Alameda County, Calif. passed a $7.8 billion transportation tax, Measure BB. Money — nearly $5 billion —  will go to transit, bicycle, and pedestrian improvements, including $400 million toward a Livermore BART extension and $1.5 billion to boost AC Transit service. Roughly $3 billion would go to streets and highways — mostly for maintenance, but also for new interchanges on Interstate 80 and carpool lanes on Interstate 680.

Seattle voters approved Proposition 1, which will fund public transportation throughout the city and the region, but overwhelmingly rejected a ballot proposal that would have expanded the monorail system.

Voters in suburban Atlanta’s Clayton County voted overwhelming on Tuesday to join the city’s Metropolitan Atlanta Rapid Transit Authority (MARTA) system in the first jurisdictional expansion in the agency’s more than 40 year history. 
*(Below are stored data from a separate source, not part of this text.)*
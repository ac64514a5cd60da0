//! SBAR note entry and history.

use crate::constants::UNKNOWN_PATIENT_LABEL;
use crate::model::{SbarRecord, Shift};
use crate::roster::Roster;
use crate::validation::ValidationErrors;
use crate::{WardError, WardResult};
use chrono::{DateTime, Utc};
use serde::{Deserialize, Serialize};
use uti_ids::{RecordId, TimestampIdGenerator};

/// The four free-text sections of a note being written.
#[derive(Clone, Debug, Default, PartialEq, Eq, Serialize, Deserialize)]
#[serde(rename_all = "camelCase")]
pub struct SbarDraft {
    #[serde(default)]
    pub situation: String,
    #[serde(default)]
    pub background: String,
    #[serde(default)]
    pub assessment: String,
    #[serde(default)]
    pub recommendation: String,
}

#[derive(Clone, Copy, Debug, PartialEq, Eq, Serialize, Deserialize)]
#[serde(rename_all = "camelCase")]
pub enum SbarField {
    Situation,
    Background,
    Assessment,
    Recommendation,
}

impl SbarDraft {
    pub fn with(self, field: SbarField, value: impl Into<String>) -> Self {
        let value = value.into();
        match field {
            SbarField::Situation => Self {
                situation: value,
                ..self
            },
            SbarField::Background => Self {
                background: value,
                ..self
            },
            SbarField::Assessment => Self {
                assessment: value,
                ..self
            },
            SbarField::Recommendation => Self {
                recommendation: value,
                ..self
            },
        }
    }
}

/// SBAR form state plus the note history, newest first.
#[derive(Clone, Debug, Default)]
pub struct SbarBoard {
    records: Vec<SbarRecord>,
    selected_patient: Option<RecordId>,
    draft: SbarDraft,
}

impl SbarBoard {
    pub fn new(records: Vec<SbarRecord>) -> Self {
        Self {
            records,
            ..Self::default()
        }
    }

    pub fn records(&self) -> &[SbarRecord] {
        &self.records
    }

    pub fn selected_patient(&self) -> Option<&RecordId> {
        self.selected_patient.as_ref()
    }

    pub fn select_patient(&mut self, patient_id: Option<RecordId>) {
        self.selected_patient = patient_id;
    }

    pub fn draft(&self) -> &SbarDraft {
        &self.draft
    }

    pub fn edit(&mut self, field: SbarField, value: impl Into<String>) {
        self.draft = std::mem::take(&mut self.draft).with(field, value);
    }

    pub fn set_draft(&mut self, draft: SbarDraft) {
        self.draft = draft;
    }

    /// Files the current draft for the selected patient.
    ///
    /// The new record goes to the top of the history and the draft is cleared; the patient
    /// selection is kept.
    ///
    /// # Errors
    ///
    /// [`WardError::Validation`] on `patientId` when no patient is selected. The draft is kept.
    pub fn submit(
        &mut self,
        shift: Shift,
        created_by: &str,
        ids: &mut TimestampIdGenerator,
        now: DateTime<Utc>,
    ) -> WardResult<&SbarRecord> {
        let patient_id = self.target(None)?;
        let draft = std::mem::take(&mut self.draft);
        Ok(self.push(patient_id, draft, shift, created_by, ids, now))
    }

    /// Files a complete note without touching the board's draft.
    ///
    /// `patient_id` falls back to the selected patient.
    ///
    /// # Errors
    ///
    /// [`WardError::Validation`] on `patientId` when neither is set.
    pub fn file(
        &mut self,
        patient_id: Option<RecordId>,
        note: SbarDraft,
        shift: Shift,
        created_by: &str,
        ids: &mut TimestampIdGenerator,
        now: DateTime<Utc>,
    ) -> WardResult<&SbarRecord> {
        let patient_id = self.target(patient_id)?;
        Ok(self.push(patient_id, note, shift, created_by, ids, now))
    }

    fn target(&self, patient_id: Option<RecordId>) -> WardResult<RecordId> {
        patient_id
            .or_else(|| self.selected_patient.clone())
            .ok_or_else(|| {
                let mut errors = ValidationErrors::new();
                errors.add("patientId", "Selecione um paciente");
                WardError::Validation(errors)
            })
    }

    fn push(
        &mut self,
        patient_id: RecordId,
        note: SbarDraft,
        shift: Shift,
        created_by: &str,
        ids: &mut TimestampIdGenerator,
        now: DateTime<Utc>,
    ) -> &SbarRecord {
        let record = SbarRecord {
            id: ids.next_record_id_at(now),
            patient_id,
            situation: note.situation,
            background: note.background,
            assessment: note.assessment,
            recommendation: note.recommendation,
            created_at: now,
            shift,
            created_by: created_by.into(),
        };
        tracing::info!(record_id = %record.id, patient_id = %record.patient_id, "SBAR record filed");
        self.records.insert(0, record);
        &self.records[0]
    }

    /// Records written in `shift`, newest first.
    pub fn for_shift(&self, shift: Shift) -> Vec<&SbarRecord> {
        self.records.iter().filter(|r| r.shift == shift).collect()
    }

    pub fn for_patient<'a>(&'a self, patient_id: &'a RecordId) -> impl Iterator<Item = &'a SbarRecord> + 'a {
        self.records.iter().filter(move |r| &r.patient_id == patient_id)
    }
}

/// `"<name> - Leito <bed>"` for a roster patient, or a not-found label.
pub fn patient_label(roster: &Roster, patient_id: &RecordId) -> String {
    match roster.get(patient_id) {
        Some(detail) => format!(
            "{} - Leito {}",
            detail.patient.name, detail.patient.bed_number
        ),
        None => UNKNOWN_PATIENT_LABEL.to_string(),
    }
}

#[cfg(test)]
mod tests {
    use super::*;
    use crate::seed::seed;
    use chrono::TimeZone;

    fn now() -> DateTime<Utc> {
        Utc.with_ymd_and_hms(2024, 1, 20, 16, 0, 0).unwrap()
    }

    fn id(raw: &str) -> RecordId {
        RecordId::parse(raw).unwrap()
    }

    #[test]
    fn submit_requires_a_patient() {
        let mut board = SbarBoard::new(Vec::new());
        board.edit(SbarField::Situation, "Dispneia");
        let mut ids = TimestampIdGenerator::new();
        match board.submit(Shift::Afternoon, "Enfermeiro João", &mut ids, now()) {
            Err(WardError::Validation(errors)) => assert!(errors.contains("patientId")),
            other => panic!("expected validation error, got {other:?}"),
        }
        assert!(board.records().is_empty());
        assert_eq!(board.draft().situation, "Dispneia");
    }

    #[test]
    fn submit_prepends_and_resets_draft() {
        let data = seed(now()).unwrap();
        let mut board = SbarBoard::new(data.sbar_records);
        let mut ids = TimestampIdGenerator::new();
        board.select_patient(Some(id("2")));
        board.edit(SbarField::Situation, "Dor torácica");
        board.edit(SbarField::Recommendation, "ECG");

        let record = board
            .submit(Shift::Night, "Enfermeira Ana", &mut ids, now())
            .unwrap()
            .clone();

        assert_eq!(board.records().len(), 2);
        assert_eq!(board.records()[0], record);
        assert_eq!(record.patient_id, id("2"));
        assert_eq!(record.shift, Shift::Night);
        assert_eq!(record.created_by, "Enfermeira Ana");
        assert_eq!(record.recommendation, "ECG");
        assert_eq!(board.draft(), &SbarDraft::default());
        assert_eq!(board.selected_patient(), Some(&id("2")));
        assert_eq!(board.for_shift(Shift::Night).len(), 1);
        assert_eq!(board.for_shift(Shift::Afternoon).len(), 1);
    }

    #[test]
    fn filing_a_note_leaves_the_draft_alone() {
        let mut board = SbarBoard::new(Vec::new());
        let mut ids = TimestampIdGenerator::new();
        board.edit(SbarField::Background, "DPOC");
        let note = SbarDraft::default().with(SbarField::Situation, "Febre");

        let rejected = board.file(None, note.clone(), Shift::Morning, "Enf", &mut ids, now());
        assert!(matches!(rejected, Err(WardError::Validation(_))));
        assert_eq!(board.draft().background, "DPOC");

        let record = board
            .file(Some(id("3")), note, Shift::Morning, "Enf", &mut ids, now())
            .unwrap();
        assert_eq!(record.situation, "Febre");
        assert_eq!(record.patient_id, id("3"));
        assert_eq!(board.draft().background, "DPOC");
        assert_eq!(board.selected_patient(), None);
    }

    #[test]
    fn labels_patients() {
        let roster = Roster::new(seed(now()).unwrap().patients);
        assert_eq!(patient_label(&roster, &id("1")), "João Silva - Leito 101");
        assert_eq!(patient_label(&roster, &id("42")), "Paciente não encontrado");
    }
}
Tampa Bay voters rejected a transportation initiative. Defeat of this one-penny sales tax hike to pay for the Greenlight Pinellas mass transit plan could result in severe cuts in the county’s bus service over the next few years.

Alachua County, Fla., voters shot down a transportation initiative for a 1-cent sales surtax that could have raised a projected $240 million over eight years for road building and transit projects.

Forsyth County, Ga., voters approved the Transportation Bond Referendum. Of the $200 million in funds, $81 million will be used for projects for which the Georgia Department of Transportation has allocated $93 million in leveraged funding, including the widening of Ga. 400 from McFarland Parkway to Bald Ridge Marina Road.